Court of Appeal of California, Fourth District, Division One
Aug 31, 1979
96 Cal.App.3d 614 (Cal. Ct. App. 1979)

Opinion

Docket No. 18454.

August 31, 1979.

Appeal from Superior Court of San Diego County, No. 405535, Ross G. Tharp, Judge.

COUNSEL

Norvin L. Grauf for Plaintiff and Appellant.

Thorsnes, Bartolotta McGuire and Michael T. Thorsnes for Defendant and Respondent.


OPINION


Summary judgment for defendant Allstate Life Insurance Company (Allstate).

Alice Searle's (Searle) husband, Martin, insured his life with Allstate and took his own life 10 months later.

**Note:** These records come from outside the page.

//! Session-related types.
//!
//! Types stored in the session for authentication state.

use serde::{Deserialize, Serialize};

use caffiend_core::{Email, UserId};

/// Session-stored user identity.
///
/// Minimal data stored in the session to identify the signed-in user.
/// The uid doubles as the journal document id (`users/{uid}`).
#[derive(Debug, Clone, Serialize, Deserialize)]
pub struct CurrentUser {
    /// The identity provider's stable user id.
    pub uid: UserId,
    /// The account email, shown in the header.
    pub email: Email,
}

/// Session keys for authentication data.
pub mod keys {
    /// Key for storing the current signed-in user.
    pub const CURRENT_USER: &str = "current_user";
}
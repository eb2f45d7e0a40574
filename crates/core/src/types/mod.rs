//! Core types for Caffiend.
//!
//! This module provides type-safe wrappers for common domain concepts.

pub mod catalog;
pub mod email;
pub mod entry;
pub mod id;
pub mod time_since;

pub use catalog::{COFFEE_MENU, CoffeeOption, QUICK_SELECT_COUNT, quick_select};
pub use email::{Email, EmailError};
pub use entry::{Entry, EntryKey, EntryMap};
pub use id::*;
pub use time_since::{MinuteUnit, TimeSince, TimeSinceError};
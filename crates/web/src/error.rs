//! Unified error handling with Sentry integration.
//!
//! Provides a unified `AppError` type that captures errors to Sentry before
//! responding to the client. Route handlers that can fail return
//! `Result<T, AppError>`; the submission workflow itself never surfaces a
//! persistence failure this way (see `journal`).

use axum::{
    http::StatusCode,
    response::{IntoResponse, Response},
};
use thiserror::Error;

use crate::firestore::FirestoreError;
use crate::services::IdentityError;

/// Application-level error type for the web crate.
#[derive(Debug, Error)]
pub enum AppError {
    /// Document store operation failed.
    #[error("Store error: {0}")]
    Store(#[from] FirestoreError),

    /// Identity provider operation failed.
    #[error("Identity error: {0}")]
    Identity(#[from] IdentityError),

    /// Resource not found.
    #[error("Not found: {0}")]
    NotFound(String),

    /// User is not authenticated.
    #[error("Unauthorized: {0}")]
    Unauthorized(String),

    /// Bad request from client.
    #[error("Bad request: {0}")]
    BadRequest(String),

    /// Internal server error.
    #[error("Internal error: {0}")]
    Internal(String),
}

impl IntoResponse for AppError {
    fn into_response(self) -> Response {
        // Capture server errors to Sentry
        if matches!(self, Self::Store(_) | Self::Internal(_)) {
            let event_id = sentry::capture_error(&self);
            tracing::error!(
                error = %self,
                sentry_event_id = %event_id,
                "Request error"
            );
        }

        let status = match &self {
            Self::Internal(_) => StatusCode::INTERNAL_SERVER_ERROR,
            Self::Store(_) => StatusCode::BAD_GATEWAY,
            Self::Identity(err) => match err {
                IdentityError::InvalidCredentials => StatusCode::UNAUTHORIZED,
                IdentityError::EmailInUse => StatusCode::CONFLICT,
                IdentityError::WeakPassword(_) => StatusCode::BAD_REQUEST,
                IdentityError::TooManyAttempts => StatusCode::TOO_MANY_REQUESTS,
                _ => StatusCode::INTERNAL_SERVER_ERROR,
            },
            Self::NotFound(_) => StatusCode::NOT_FOUND,
            Self::Unauthorized(_) => StatusCode::UNAUTHORIZED,
            Self::BadRequest(_) => StatusCode::BAD_REQUEST,
        };

        // Don't expose internal error details to clients
        let message = match &self {
            Self::Internal(_) => "Internal server error".to_string(),
            Self::Store(_) => "External service error".to_string(),
            Self::Identity(err) => match err {
                IdentityError::InvalidCredentials => "Invalid credentials".to_string(),
                IdentityError::EmailInUse => {
                    "An account with this email already exists".to_string()
                }
                IdentityError::WeakPassword(msg) => msg.clone(),
                IdentityError::TooManyAttempts => {
                    "Too many attempts, try again later".to_string()
                }
                _ => "Authentication error".to_string(),
            },
            _ => self.to_string(),
        };

        (status, message).into_response()
    }
}

/// Result type alias for `AppError`.
pub type Result<T> = std::result::Result<T, AppError>;

/// Set the Sentry user context from a user ID.
///
/// Call this after successful authentication to associate errors with users.
pub fn set_sentry_user(user_id: &impl ToString, email: Option<&str>) {
    sentry::configure_scope(|scope| {
        scope.set_user(Some(sentry::User {
            id: Some(user_id.to_string()),
            email: email.map(String::from),
            ..Default::default()
        }));
    });
}

/// Clear the Sentry user context.
///
/// Call this on logout to stop associating errors with the user.
pub fn clear_sentry_user() {
    sentry::configure_scope(|scope| {
        scope.set_user(None);
    });
}

/// Add a breadcrumb for user actions.
///
/// Breadcrumbs appear in Sentry error reports to show the trail of user
/// actions leading up to an error.
pub fn add_breadcrumb(category: &str, message: &str, data: Option<&[(&str, &str)]>) {
    let mut breadcrumb = sentry::Breadcrumb {
        category: Some(category.to_string()),
        message: Some(message.to_string()),
        level: sentry::Level::Info,
        ..Default::default()
    };

    if let Some(pairs) = data {
        for (key, value) in pairs {
            breadcrumb.data.insert(
                (*key).to_string(),
                serde_json::Value::String((*value).to_string()),
            );
        }
    }

    sentry::add_breadcrumb(breadcrumb);
}

#[cfg(test)]
mod tests {
    use super::*;

    #[test]
    fn test_app_error_display() {
        let err = AppError::NotFound("journal".to_string());
        assert_eq!(err.to_string(), "Not found: journal");

        let err = AppError::BadRequest("invalid input".to_string());
        assert_eq!(err.to_string(), "Bad request: invalid input");
    }

    #[test]
    fn test_app_error_status_codes() {
        fn get_status(err: AppError) -> StatusCode {
            let response = err.into_response();
            response.status()
        }

        assert_eq!(
            get_status(AppError::NotFound("test".to_string())),
            StatusCode::NOT_FOUND
        );
        assert_eq!(
            get_status(AppError::Unauthorized("test".to_string())),
            StatusCode::UNAUTHORIZED
        );
        assert_eq!(
            get_status(AppError::BadRequest("test".to_string())),
            StatusCode::BAD_REQUEST
        );
        assert_eq!(
            get_status(AppError::Identity(IdentityError::InvalidCredentials)),
            StatusCode::UNAUTHORIZED
        );
        assert_eq!(
            get_status(AppError::Identity(IdentityError::EmailInUse)),
            StatusCode::CONFLICT
        );
        assert_eq!(
            get_status(AppError::Internal("test".to_string())),
            StatusCode::INTERNAL_SERVER_ERROR
        );
    }
}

The policy limited Allstate's liability to a refund of paid premiums if the insured "committed suicide, sane or insane," within two years of the effective date of the policy. Searle sued to recover the full amount of the policy.

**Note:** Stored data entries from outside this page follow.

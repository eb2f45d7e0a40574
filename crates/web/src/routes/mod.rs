//! HTTP route handlers for the web crate.
//!
//! # Route Structure
//!
//! ```text
//! GET  /                       - Landing page (hero + coffee form)
//! GET  /health                 - Health check
//!
//! # Entries (HTMX fragments)
//! POST /entries/add            - Record an entry (returns coffee_form fragment,
//!                                triggers entries-updated)
//! GET  /entries/summary        - Journal summary badge (fragment)
//!
//! # Auth (modal flow)
//! GET  /auth/modal             - Auth modal fragment (?mode=register)
//! POST /auth/login             - Sign in, refresh page on success
//! POST /auth/register          - Create account, refresh page on success
//! POST /auth/logout            - Sign out, redirect home
//! ```

pub mod auth;
pub mod entries;
pub mod home;

use axum::{
    Router,
    routing::{get, post},
};

use crate::middleware::{auth_rate_limiter, form_rate_limiter};
use crate::state::AppState;

/// Create the entries routes router.
pub fn entries_routes() -> Router<AppState> {
    Router::new()
        .route("/add", post(entries::add))
        .route("/summary", get(entries::summary))
        .layer(form_rate_limiter())
}

/// Create the auth routes router.
pub fn auth_routes() -> Router<AppState> {
    Router::new()
        .route("/modal", get(auth::modal))
        .route("/login", post(auth::login))
        .route("/register", post(auth::register))
        .route("/logout", post(auth::logout))
        .layer(auth_rate_limiter())
}

/// Create all routes for the site.
pub fn routes() -> Router<AppState> {
    Router::new()
        // Landing page
        .route("/", get(home::home))
        // Entry routes
        .nest("/entries", entries_routes())
        // Auth routes
        .nest("/auth", auth_routes())
}
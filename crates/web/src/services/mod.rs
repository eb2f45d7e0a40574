//! Clients for hosted services the site delegates to.

pub mod identity;

pub use identity::{AuthUser, IdentityClient, IdentityError};
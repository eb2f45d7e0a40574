//! Caffiend Core - Shared types library.
//!
//! This crate provides common types used across all Caffiend components:
//! - `web` - Public-facing caffeine-tracking site
//! - `integration-tests` - End-to-end tests against a running server
//!
//! # Architecture
//!
//! The core crate contains only types and pure functions - no I/O, no HTTP
//! clients, no session state. This keeps it lightweight and allows it to be
//! used anywhere.
//!
//! # Modules
//!
//! - [`types`] - The coffee catalog, journal entries and their timestamp
//!   keys, time-since-consumption arithmetic, and newtype wrappers for
//!   user ids and emails

#![cfg_attr(not(test), forbid(unsafe_code))]

pub mod types;

pub use types::*;
//! Landing page route handler.

use askama::Template;
use askama_web::WebTemplate;
use axum::{extract::State, response::IntoResponse};
use caffiend_core::{COFFEE_MENU, CoffeeOption, quick_select, time_since};
use tracing::instrument;

use crate::filters;
use crate::middleware::{CspNonce, OptionalAuth};
use crate::models::CurrentUser;
use crate::routes::auth::AuthModalView;
use crate::routes::entries::{CoffeeFormView, EntrySummaryView};
use crate::state::AppState;

// =============================================================================
// Hero Content (static landing copy)
// =============================================================================

/// The info card in the hero panel.
#[derive(Clone)]
pub struct HeroFact {
    pub title: &'static str,
    pub lede: &'static str,
    pub body: &'static str,
}

/// Static hero panel content.
#[derive(Clone)]
pub struct HeroContent {
    pub headline: &'static str,
    pub brand: &'static str,
    pub benefits: &'static [&'static str],
    pub fact: HeroFact,
}

impl Default for HeroContent {
    fn default() -> Self {
        Self {
            headline: "Coffee Tracking for Coffee Fiends!",
            brand: "Caffiend",
            benefits: &[
                "Tracking every coffee",
                "Measuring your blood caffeine levels",
                "Costing and quantifying your addiction",
            ],
            fact: HeroFact {
                title: "Did you know...",
                lede: "That caffeine's half-life is about 5 hours?",
                body: "This means that after 5 hours, half the caffeine you \
                       consumed is still in your system, keeping you alert \
                       longer. Drink a cup with 200 mg of caffeine and 5 hours \
                       later about 100 mg is still working on you.",
            },
        }
    }
}

// =============================================================================
// Template
// =============================================================================

/// Landing page template.
#[derive(Template, WebTemplate)]
#[template(path = "home.html")]
pub struct HomeTemplate {
    pub user: Option<CurrentUser>,
    pub hero: HeroContent,
    pub form: CoffeeFormView,
    pub auth: AuthModalView,
    pub quick: &'static [CoffeeOption],
    pub menu: &'static [CoffeeOption],
    pub hour_choices: &'static [u8],
    pub minute_choices: &'static [u8],
    pub summary: Option<EntrySummaryView>,
    pub nonce: String,
}

/// Display the landing page.
///
/// GET /
#[instrument(skip(state, user, nonce))]
pub async fn home(
    State(state): State<AppState>,
    OptionalAuth(user): OptionalAuth,
    CspNonce(nonce): CspNonce,
) -> impl IntoResponse {
    let summary = user
        .as_ref()
        .and_then(|user| state.journal().current(&user.uid))
        .map(|snapshot| EntrySummaryView::from_journal(&snapshot));

    HomeTemplate {
        user,
        hero: HeroContent::default(),
        form: CoffeeFormView::default(),
        auth: AuthModalView::default(),
        quick: quick_select(),
        menu: COFFEE_MENU,
        hour_choices: time_since::HOUR_CHOICES,
        minute_choices: time_since::MINUTE_CHOICES,
        summary,
        nonce,
    }
}
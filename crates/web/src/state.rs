//! Application state shared across handlers.

use std::sync::Arc;

use crate::config::CaffiendConfig;
use crate::firestore::FirestoreClient;
use crate::journal::JournalStore;
use crate::services::IdentityClient;

/// Application state shared across all handlers.
///
/// This struct is cheaply cloneable via `Arc` and provides access to
/// shared resources like the hosted-service clients and the journal store.
#[derive(Clone)]
pub struct AppState {
    inner: Arc<AppStateInner>,
}

struct AppStateInner {
    config: CaffiendConfig,
    firestore: FirestoreClient,
    identity: IdentityClient,
    journal: JournalStore,
}

impl AppState {
    /// Create a new application state from configuration.
    #[must_use]
    pub fn new(config: CaffiendConfig) -> Self {
        let firestore = FirestoreClient::new(&config.firebase);
        let identity = IdentityClient::new(&config.firebase);

        Self {
            inner: Arc::new(AppStateInner {
                config,
                firestore,
                identity,
                journal: JournalStore::new(),
            }),
        }
    }

    /// Get a reference to the application configuration.
    #[must_use]
    pub fn config(&self) -> &CaffiendConfig {
        &self.inner.config
    }

    /// Get a reference to the Firestore client.
    #[must_use]
    pub fn firestore(&self) -> &FirestoreClient {
        &self.inner.firestore
    }

    /// Get a reference to the identity provider client.
    #[must_use]
    pub fn identity(&self) -> &IdentityClient {
        &self.inner.identity
    }

    /// Get a reference to the per-user journal store.
    #[must_use]
    pub fn journal(&self) -> &JournalStore {
        &self.inner.journal
    }
}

(1) Searle contends summary judgment was error because Martin's state of mind is relevant, as only a sane man can commit suicide, and his state of mind presents a triable question of fact. Allstate claims Martin's state of mind is irrelevant because suicide can be an unintentional as well as an intentional act and thus, no triable issue exists.

The case turns on the meaning of the word "suicide." Webster's Third New International Dictionary (1968) page 2286 defines suicide as "the act or an instance of taking one's own life voluntarily and intentionally" or as "the deliberate and intentional destruction of his own life by a person of years of discretion and of sound mind." The Concise Oxford Dictionary (1964) page 1292 defines a suicide as a person of years of discretion and sane mind who intentionally kills himself and suicide as "intentional self slaughter"; American Heritage Dictionary of the English Language (1976) page 1287 defines suicide as "the act or an instance of intentionally killing oneself." The plain meaning of the word suicide is to intentionally take one's life.

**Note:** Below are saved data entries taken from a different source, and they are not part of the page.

//! Authentication route handlers.
//!
//! Sign-in and registration delegate entirely to the hosted identity
//! provider; this module only moves its verdict into the session. The
//! modal is presentation-only and arrives as an HTMX fragment swapped
//! into the page's portal element.

use askama::Template;
use askama_web::WebTemplate;
use axum::{
    Form,
    extract::{Query, State},
    http::StatusCode,
    response::{AppendHeaders, IntoResponse, Redirect, Response},
};
use caffiend_core::{Email, EntryMap};
use serde::Deserialize;
use tower_sessions::Session;
use tracing::instrument;

use crate::error::{add_breadcrumb, clear_sentry_user, set_sentry_user};
use crate::firestore::DocumentStore;
use crate::journal::{USERS_COLLECTION, journal_from_fields};
use crate::middleware::{RequireAuth, clear_current_user, set_current_user};
use crate::models::CurrentUser;
use crate::services::IdentityError;
use crate::state::AppState;

// =============================================================================
// Form and Query Types
// =============================================================================

/// Email/password credentials from the modal form.
#[derive(Debug, Deserialize)]
pub struct CredentialsForm {
    pub email: String,
    pub password: String,
}

/// Query parameters for the modal fragment.
#[derive(Debug, Deserialize)]
pub struct ModalQuery {
    /// `register` switches the modal to account creation.
    pub mode: Option<String>,
}

// =============================================================================
// View Types and Templates
// =============================================================================

/// Render state for the auth modal.
#[derive(Debug, Clone, Default)]
pub struct AuthModalView {
    /// Whether the modal offers account creation instead of sign-in.
    pub registering: bool,
    /// Provider rejection to show inline.
    pub error: Option<String>,
    /// Previously entered email, preserved across a rejection.
    pub email: String,
}

/// Auth modal fragment template (HTMX, swapped into the portal).
#[derive(Template, WebTemplate)]
#[template(path = "partials/auth_modal.html")]
pub struct AuthModalTemplate {
    pub auth: AuthModalView,
}

// =============================================================================
// Handlers
// =============================================================================

/// Display the auth modal fragment.
///
/// GET /auth/modal
pub async fn modal(Query(query): Query<ModalQuery>) -> impl IntoResponse {
    AuthModalTemplate {
        auth: AuthModalView {
            registering: query.mode.as_deref() == Some("register"),
            ..AuthModalView::default()
        },
    }
}

/// Handle sign-in from the modal.
///
/// POST /auth/login
///
/// On success the user's journal is seeded from their Firestore document,
/// the session is established, and the page refreshes. On rejection the
/// modal re-renders with the provider's verdict.
#[instrument(skip(state, session, form), fields(email = %form.email))]
pub async fn login(
    State(state): State<AppState>,
    session: Session,
    Form(form): Form<CredentialsForm>,
) -> Response {
    authenticate(&state, &session, &form, false).await
}

/// Handle account creation from the modal.
///
/// POST /auth/register
#[instrument(skip(state, session, form), fields(email = %form.email))]
pub async fn register(
    State(state): State<AppState>,
    session: Session,
    Form(form): Form<CredentialsForm>,
) -> Response {
    authenticate(&state, &session, &form, true).await
}

/// Handle logout.
///
/// POST /auth/logout
///
/// Drops the cached journal along with the session; it reseeds from
/// Firestore on the next sign-in.
#[instrument(skip(state, session, user))]
pub async fn logout(
    State(state): State<AppState>,
    session: Session,
    RequireAuth(user): RequireAuth,
) -> Response {
    state.journal().clear(&user.uid);

    if let Err(e) = clear_current_user(&session).await {
        tracing::error!("Failed to clear session: {e}");
    }
    clear_sentry_user();

    Redirect::to("/").into_response()
}

/// Shared sign-in/sign-up flow behind both modal forms.
async fn authenticate(
    state: &AppState,
    session: &Session,
    form: &CredentialsForm,
    registering: bool,
) -> Response {
    let rerender = |message: String| {
        AuthModalTemplate {
            auth: AuthModalView {
                registering,
                error: Some(message),
                email: form.email.clone(),
            },
        }
        .into_response()
    };

    // Catch obviously broken addresses before bothering the provider
    if Email::parse(form.email.trim()).is_err() {
        return rerender("Please enter a valid email address.".to_string());
    }
    if form.password.is_empty() {
        return rerender("Please enter a password.".to_string());
    }

    let email = form.email.trim();
    let result = if registering {
        state.identity().sign_up(email, &form.password).await
    } else {
        state.identity().sign_in(email, &form.password).await
    };

    let auth_user = match result {
        Ok(auth_user) => auth_user,
        Err(e) => {
            tracing::warn!(error = %e, registering, "Authentication failed");
            return rerender(rejection_message(&e));
        }
    };

    // Seed the journal from the user's document so their history is
    // visible the moment the page refreshes. A fetch failure is not fatal:
    // they are still signed in, just starting from an unloaded journal.
    match state
        .firestore()
        .fetch_document(USERS_COLLECTION, auth_user.uid.as_str())
        .await
    {
        Ok(Some(fields)) => state
            .journal()
            .publish(&auth_user.uid, journal_from_fields(&fields)),
        Ok(None) => state.journal().publish(&auth_user.uid, EntryMap::new()),
        Err(e) => tracing::warn!(error = %e, "Failed to load journal on sign-in"),
    }

    let user = CurrentUser {
        uid: auth_user.uid,
        email: auth_user.email,
    };

    if let Err(e) = set_current_user(session, &user).await {
        tracing::error!("Failed to set session: {e}");
        return rerender("Something went wrong. Please try again.".to_string());
    }

    set_sentry_user(&user.uid, Some(user.email.as_str()));
    add_breadcrumb(
        "auth",
        if registering { "Account created" } else { "Signed in" },
        None,
    );

    // Full-page refresh picks up the signed-in header and seeded journal
    (AppendHeaders([("HX-Refresh", "true")]), StatusCode::OK).into_response()
}

/// User-facing message for a provider rejection.
fn rejection_message(error: &IdentityError) -> String {
    match error {
        IdentityError::InvalidCredentials => "Invalid email or password.".to_string(),
        IdentityError::EmailInUse => "An account with this email already exists.".to_string(),
        IdentityError::WeakPassword(detail) => detail.clone(),
        IdentityError::TooManyAttempts => {
            "Too many attempts. Please wait a moment and try again.".to_string()
        }
        _ => "Something went wrong. Please try again.".to_string(),
    }
}

#[cfg(test)]
mod tests {
    use super::*;

    #[test]
    fn test_rejection_messages_stay_generic_for_unknown_errors() {
        let message = rejection_message(&IdentityError::Api {
            status: 500,
            message: "internal stack trace".to_string(),
        });
        assert!(!message.contains("stack trace"));
    }

    #[test]
    fn test_rejection_message_weak_password_passes_detail() {
        let message = rejection_message(&IdentityError::WeakPassword(
            "Password should be at least 6 characters".to_string(),
        ));
        assert_eq!(message, "Password should be at least 6 characters");
    }
}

If a person is insane and thus is incapable of forming the intent to commit suicide, how can that person commit suicide? One cannot unintentionally do an intentional act. The phrase "suicide, sane or insane" is both ambiguous and illogical and the ambiguity will be construed against Allstate because it drafted the policy ( Neal v. State Farm Ins. Cos., 188 Cal.App.2d 690, 695 [ 10 Cal.Rptr. 781]). Summary judgment is appropriate only when there are no triable issues of fact ( Keene v. Wiggins, 69 Cal.App.3d 308, 311 [ 138 Cal.Rptr. 3]). However, once the ambiguity is construed against Allstate, Martin's sanity presents a question of fact which must be determined before the liability of Allstate can be decided. If Martin was sane and intended to take his own life, then he committed suicide, and Allstate is liable for repayment of the premiums only. If, however, Martin was insane when he took his own life, then he did not commit suicide and Allstate is liable for the full value of the policy.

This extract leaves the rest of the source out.